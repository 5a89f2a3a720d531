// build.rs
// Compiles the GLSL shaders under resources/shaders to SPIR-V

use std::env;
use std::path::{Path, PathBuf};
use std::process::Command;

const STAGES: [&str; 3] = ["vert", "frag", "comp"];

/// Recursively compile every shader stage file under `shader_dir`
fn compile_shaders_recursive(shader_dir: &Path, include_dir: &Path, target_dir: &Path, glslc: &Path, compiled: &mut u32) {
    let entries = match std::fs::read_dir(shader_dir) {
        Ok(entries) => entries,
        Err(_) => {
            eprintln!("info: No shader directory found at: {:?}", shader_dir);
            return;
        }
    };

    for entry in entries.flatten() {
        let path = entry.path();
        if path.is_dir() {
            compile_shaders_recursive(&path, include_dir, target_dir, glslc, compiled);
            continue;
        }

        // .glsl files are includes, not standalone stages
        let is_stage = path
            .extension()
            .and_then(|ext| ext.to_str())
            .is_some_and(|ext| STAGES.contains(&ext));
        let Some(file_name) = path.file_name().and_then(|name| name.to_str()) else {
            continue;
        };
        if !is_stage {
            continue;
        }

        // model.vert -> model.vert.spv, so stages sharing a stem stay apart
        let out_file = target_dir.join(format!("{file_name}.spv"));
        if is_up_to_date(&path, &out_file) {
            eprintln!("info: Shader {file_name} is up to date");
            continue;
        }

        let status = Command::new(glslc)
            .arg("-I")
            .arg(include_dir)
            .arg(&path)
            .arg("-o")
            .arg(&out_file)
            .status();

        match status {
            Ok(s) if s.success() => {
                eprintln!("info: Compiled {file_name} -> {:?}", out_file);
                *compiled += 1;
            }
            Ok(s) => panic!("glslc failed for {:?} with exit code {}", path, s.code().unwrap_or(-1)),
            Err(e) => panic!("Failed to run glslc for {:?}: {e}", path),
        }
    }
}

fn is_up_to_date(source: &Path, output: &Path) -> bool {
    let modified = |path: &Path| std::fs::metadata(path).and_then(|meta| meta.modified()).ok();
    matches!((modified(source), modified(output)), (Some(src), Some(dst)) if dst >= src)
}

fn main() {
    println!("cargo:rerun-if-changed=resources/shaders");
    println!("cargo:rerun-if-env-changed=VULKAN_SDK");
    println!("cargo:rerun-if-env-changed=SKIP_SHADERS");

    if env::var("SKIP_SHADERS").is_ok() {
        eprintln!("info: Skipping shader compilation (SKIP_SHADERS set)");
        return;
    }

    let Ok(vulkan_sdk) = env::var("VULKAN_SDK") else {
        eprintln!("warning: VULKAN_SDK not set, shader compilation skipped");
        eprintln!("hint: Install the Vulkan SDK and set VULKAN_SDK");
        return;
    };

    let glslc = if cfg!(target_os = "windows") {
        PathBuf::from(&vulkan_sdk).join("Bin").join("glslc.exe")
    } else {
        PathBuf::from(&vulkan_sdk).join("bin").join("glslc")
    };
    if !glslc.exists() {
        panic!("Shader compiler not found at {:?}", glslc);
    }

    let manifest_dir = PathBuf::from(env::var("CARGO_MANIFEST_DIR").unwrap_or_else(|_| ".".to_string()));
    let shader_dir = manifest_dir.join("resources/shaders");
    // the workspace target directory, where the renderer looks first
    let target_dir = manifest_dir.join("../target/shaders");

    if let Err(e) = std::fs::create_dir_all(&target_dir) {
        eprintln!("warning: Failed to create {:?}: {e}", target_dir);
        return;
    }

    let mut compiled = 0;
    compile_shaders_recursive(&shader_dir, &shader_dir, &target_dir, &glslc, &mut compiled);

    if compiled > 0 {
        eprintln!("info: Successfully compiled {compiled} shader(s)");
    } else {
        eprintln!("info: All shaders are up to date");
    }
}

■ **Task item**: Write out each line above containing "info".

■ **Result**:
            eprintln!("info: No shader directory found at: {:?}", shader_dir);
            eprintln!("info: Shader {file_name} is up to date");
                eprintln!("info: Compiled {file_name} -> {:?}", out_file);
        eprintln!("info: Skipping shader compilation (SKIP_SHADERS set)");
        eprintln!("info: Successfully compiled {compiled} shader(s)");
        eprintln!("info: All shaders are up to date");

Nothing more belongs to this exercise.